59. The key question here is whether the insurance claim should include the customs duty amount of Rs. 2,13,00,061.01/- as claimed by the respondent. The insurance company argued that customs duty should not be included because the Customs Act, 1962 specifies that only the importer of goods is liable to pay customs duty when they file a bill of entry.

60. The insurer anchored their stand on Section 15(1)(b) of the Customs Act stating that duty rates for warehoused goods are determined when a bill of entry for home consumption is filed, and duty assessment (Section 17) only occurs when a bill of entry (Section 46) is presented. In this case, no bills of entry were filed, and no assessed goods were lost in the fire. According to the insurer, since the taxable event never happened, there is no customs duty liability. The counsel also cited Section 23 of the Customs Act, which required the Assistant Commissioner of Customs to remit duty for lost or destroyed goods, before clearance.

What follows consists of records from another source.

//! Host/region resolution for the management API endpoint.
//!
//! The endpoint is resolved once when a [`ClientConfig`](crate::ClientConfig)
//! is built and then reused for every request.

use std::fmt;

use crate::config::Region;
use crate::error::ConfigError;

/// Domain used to build region hosts.
pub const DEFAULT_DOMAIN: &str = "contentstack.com";

/// Scheme used when none is configured.
pub const DEFAULT_SCHEME: &str = "https://";

/// API version segment used when none is configured.
pub const DEFAULT_API_VERSION: &str = "v3";

/// A fully resolved API endpoint, e.g. `https://eu-api.contentstack.com/v3/`.
///
/// Relative request paths are appended directly to [`Endpoint::as_str`].
#[derive(Clone, Debug, PartialEq, Eq)]
pub struct Endpoint {
    url: String,
    scheme: String,
    host: String,
    version: String,
}

impl Endpoint {
    /// Resolves the endpoint from an explicit host or a region.
    ///
    /// An explicit, non-blank host wins and is used verbatim. Otherwise the
    /// region selects the host; a missing region means [`Region::Us`]. A host
    /// that was given but is blank, with no region to fall back on, cannot be
    /// resolved.
    ///
    /// # Errors
    ///
    /// - [`ConfigError::UnresolvableEndpoint`] when neither input is usable
    /// - [`ConfigError::InvalidScheme`] for anything other than http/https
    /// - [`ConfigError::EmptyApiVersion`] for a blank version segment
    ///
    /// # Example
    ///
    /// ```rust
    /// use contentstack_management::config::Endpoint;
    /// use contentstack_management::Region;
    ///
    /// let endpoint = Endpoint::resolve(None, Some(Region::Eu), None, None, "contentstack.com").unwrap();
    /// assert_eq!(endpoint.as_str(), "https://eu-api.contentstack.com/v3/");
    /// ```
    pub fn resolve(
        host: Option<&str>,
        region: Option<Region>,
        scheme: Option<&str>,
        version: Option<&str>,
        domain: &str,
    ) -> Result<Self, ConfigError> {
        let scheme = normalize_scheme(scheme.unwrap_or(DEFAULT_SCHEME))?;
        let version = normalize_version(version.unwrap_or(DEFAULT_API_VERSION))?;

        let explicit_host = host
            .map(|h| h.trim().trim_end_matches('/'))
            .filter(|h| !h.is_empty());

        let host = match (explicit_host, host, region) {
            (Some(h), _, _) => h.to_string(),
            (None, Some(_), None) => return Err(ConfigError::UnresolvableEndpoint),
            (None, _, region) => region.unwrap_or_default().api_host(domain),
        };

        Ok(Self {
            url: format!("{scheme}{host}/{version}/"),
            scheme,
            host,
            version,
        })
    }

    /// Wraps an explicit endpoint override, bypassing host/region resolution.
    ///
    /// A trailing `/` is appended when missing so relative paths join cleanly.
    ///
    /// # Errors
    ///
    /// Returns [`ConfigError::InvalidEndpoint`] if the URL has no http(s)
    /// scheme or no host.
    pub fn from_url(url: &str) -> Result<Self, ConfigError> {
        let trimmed = url.trim();
        let invalid = || ConfigError::InvalidEndpoint {
            url: url.to_string(),
        };

        let (scheme, rest) = ["https://", "http://"]
            .iter()
            .find_map(|s| {
                trimmed
                    .get(..s.len())
                    .filter(|prefix| prefix.eq_ignore_ascii_case(s))
                    .map(|_| (*s, &trimmed[s.len()..]))
            })
            .ok_or_else(invalid)?;

        let mut parts = rest.splitn(2, '/');
        let host = parts.next().filter(|h| !h.is_empty()).ok_or_else(invalid)?;
        let version = parts.next().unwrap_or_default().trim_matches('/');

        let mut url = format!("{scheme}{rest}");
        if !url.ends_with('/') {
            url.push('/');
        }

        Ok(Self {
            url,
            scheme: scheme.to_string(),
            host: host.to_string(),
            version: version.to_string(),
        })
    }

    /// Returns the full endpoint URL, always ending in `/`.
    #[must_use]
    pub fn as_str(&self) -> &str {
        &self.url
    }

    /// Returns the scheme, including `://`.
    #[must_use]
    pub fn scheme(&self) -> &str {
        &self.scheme
    }

    /// Returns the host name.
    #[must_use]
    pub fn host(&self) -> &str {
        &self.host
    }

    /// Returns the API version segment (may be empty for overrides).
    #[must_use]
    pub fn version(&self) -> &str {
        &self.version
    }

    /// Joins a relative path onto the endpoint.
    ///
    /// ```rust
    /// use contentstack_management::config::Endpoint;
    ///
    /// let endpoint = Endpoint::from_url("https://api.contentstack.io/v3").unwrap();
    /// assert_eq!(endpoint.join("/stacks"), "https://api.contentstack.io/v3/stacks");
    /// ```
    #[must_use]
    pub fn join(&self, path: &str) -> String {
        format!("{}{}", self.url, path.trim_start_matches('/'))
    }
}

impl fmt::Display for Endpoint {
    fn fmt(&self, f: &mut fmt::Formatter<'_>) -> fmt::Result {
        f.write_str(&self.url)
    }
}

fn normalize_scheme(scheme: &str) -> Result<String, ConfigError> {
    let bare = scheme.trim().trim_end_matches("://").to_lowercase();
    match bare.as_str() {
        "https" | "http" => Ok(format!("{bare}://")),
        _ => Err(ConfigError::InvalidScheme {
            scheme: scheme.to_string(),
        }),
    }
}

fn normalize_version(version: &str) -> Result<String, ConfigError> {
    let version = version.trim().trim_matches('/');
    if version.is_empty() {
        return Err(ConfigError::EmptyApiVersion);
    }
    Ok(version.to_string())
}

#[cfg(test)]
mod tests {
    use super::*;

    #[test]
    fn test_every_region_matches_host_template() {
        for region in Region::all() {
            let endpoint =
                Endpoint::resolve(None, Some(region), None, None, DEFAULT_DOMAIN).unwrap();
            let expected = if region.is_default() {
                "https://api.contentstack.com/v3/".to_string()
            } else {
                format!("https://{region}-api.contentstack.com/v3/")
            };
            assert_eq!(endpoint.as_str(), expected);
        }
    }

    #[test]
    fn test_missing_region_defaults_to_us() {
        let endpoint = Endpoint::resolve(None, None, None, None, DEFAULT_DOMAIN).unwrap();
        assert_eq!(endpoint.as_str(), "https://api.contentstack.com/v3/");
        assert_eq!(endpoint.host(), "api.contentstack.com");
    }

    #[test]
    fn test_explicit_host_is_used_verbatim() {
        let endpoint = Endpoint::resolve(
            Some("custom.example.com"),
            Some(Region::Eu),
            Some("http"),
            Some("v4"),
            DEFAULT_DOMAIN,
        )
        .unwrap();
        assert_eq!(endpoint.as_str(), "http://custom.example.com/v4/");
        assert_eq!(endpoint.scheme(), "http://");
        assert_eq!(endpoint.version(), "v4");
    }

    #[test]
    fn test_blank_host_falls_back_to_region() {
        let endpoint =
            Endpoint::resolve(Some("  "), Some(Region::Au), None, None, DEFAULT_DOMAIN).unwrap();
        assert_eq!(endpoint.as_str(), "https://au-api.contentstack.com/v3/");
    }

    #[test]
    fn test_blank_host_without_region_is_unresolvable() {
        let result = Endpoint::resolve(Some(""), None, None, None, DEFAULT_DOMAIN);
        assert!(matches!(result, Err(ConfigError::UnresolvableEndpoint)));
    }

    #[test]
    fn test_invalid_scheme_is_rejected() {
        let result = Endpoint::resolve(None, None, Some("ftp://"), None, DEFAULT_DOMAIN);
        assert!(matches!(result, Err(ConfigError::InvalidScheme { .. })));
    }

    #[test]
    fn test_empty_version_is_rejected() {
        let result = Endpoint::resolve(None, None, None, Some("/"), DEFAULT_DOMAIN);
        assert!(matches!(result, Err(ConfigError::EmptyApiVersion)));
    }

    #[test]
    fn test_from_url_appends_trailing_slash() {
        let endpoint = Endpoint::from_url("http://127.0.0.1:8080/v3").unwrap();
        assert_eq!(endpoint.as_str(), "http://127.0.0.1:8080/v3/");
        assert_eq!(endpoint.host(), "127.0.0.1:8080");
        assert_eq!(endpoint.version(), "v3");
    }

    #[test]
    fn test_from_url_rejects_missing_scheme() {
        assert!(matches!(
            Endpoint::from_url("api.contentstack.io/v3"),
            Err(ConfigError::InvalidEndpoint { .. })
        ));
        assert!(matches!(
            Endpoint::from_url("https://"),
            Err(ConfigError::InvalidEndpoint { .. })
        ));
    }

    #[test]
    fn test_join_strips_leading_slash() {
        let endpoint = Endpoint::resolve(None, None, None, None, DEFAULT_DOMAIN).unwrap();
        assert_eq!(
            endpoint.join("stacks/branches"),
            "https://api.contentstack.com/v3/stacks/branches"
        );
        assert_eq!(
            endpoint.join("/stacks"),
            "https://api.contentstack.com/v3/stacks"
        );
    }
}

61. However, the counsel for the claimant rightly contended that the privileges enshrined in Sections 22 and 23 of the Customs Act, pertaining to abetment and remission, extend exclusively to those classified as ‘importers’ of insured goods. The crux of the argument revolves around the claimant’s distinct position, as the claimant neither assumes the role of importer nor owner; instead, they function solely as a custodian entrusted with the goods on behalf of their clients.

62. The upshot of the above discussion is that the reports suggesting electrical short circuit as the trigger for the warehouse fire, is found to fit in with the attendant circumstances. As a corollary, the fire at the warehouse cannot be attributable to any negligent act of the insured. Moreover, the fire is found to have occurred within the insured warehouse and the appellant’s plea to the contrary, is not believable. Therefore, it is a case of wrongful repudiation by the appellants. No legal infirmity is thus seen with the impugned decision favouring the respondent’s insurance claim.

63. In the realm of risk and uncertainty, individuals and organisations seek solace in the bastion of insurance – a covenant forged on the bedrock of trust. Trust serves as the cornerstone, forming the essence of the insurer-insured relationship. The fundamental principle is that insurance is governed by the doctrine of uberrimae fidei – there must be complete good faith on the part of the insured.9 The heart & soul of an insurance contract lies in the protection it accords to those who wish to be insured by it. This understanding encapsulates the foundational belief that insurance accords protection & indemnification, preserving the sanctity of trust within its clauses. Effectively, the insurer assumes a fiduciary duty to act in good faith and honour their commitment. This responsibility becomes particularly pronounced when the insured, in their actions, have not been negligent. In light of the vital role that trust plays in insurance contracts, it is important to ensure that the insurer adequately fulfils the duty that has been cast on it, by virtue of such a covenant.

64. Accordingly, the appeal of the Insurance Company deserves to be dismissed. But even while dismissing the appeal, to avoid any confusion, the customs duty component of the claim should, in the given event, be discharged directly to the Customs Department. All other legal consequences will follow on upholding the claim of the insured against the appellants. It is ordered accordingly.

65. With the above, the appeal stands dismissed favouring the insured. The parties to bear their own cost.


1 (2009) 7 SCC 787.

2 (2016) 15 SCC 161.

3 (2020) 3 SCC 455.

4 2021 SCC OnLine SC 818.

5 (2016) 14 SCC 161.

6 (2019) 19 SCC 70

7 2022 SCC OnLine 1451

8 (2020) 3 SCC 455.

9 MacGillivray on Insurance Law – 12th Ed., John Birds, Sweet and Maxwell (2012).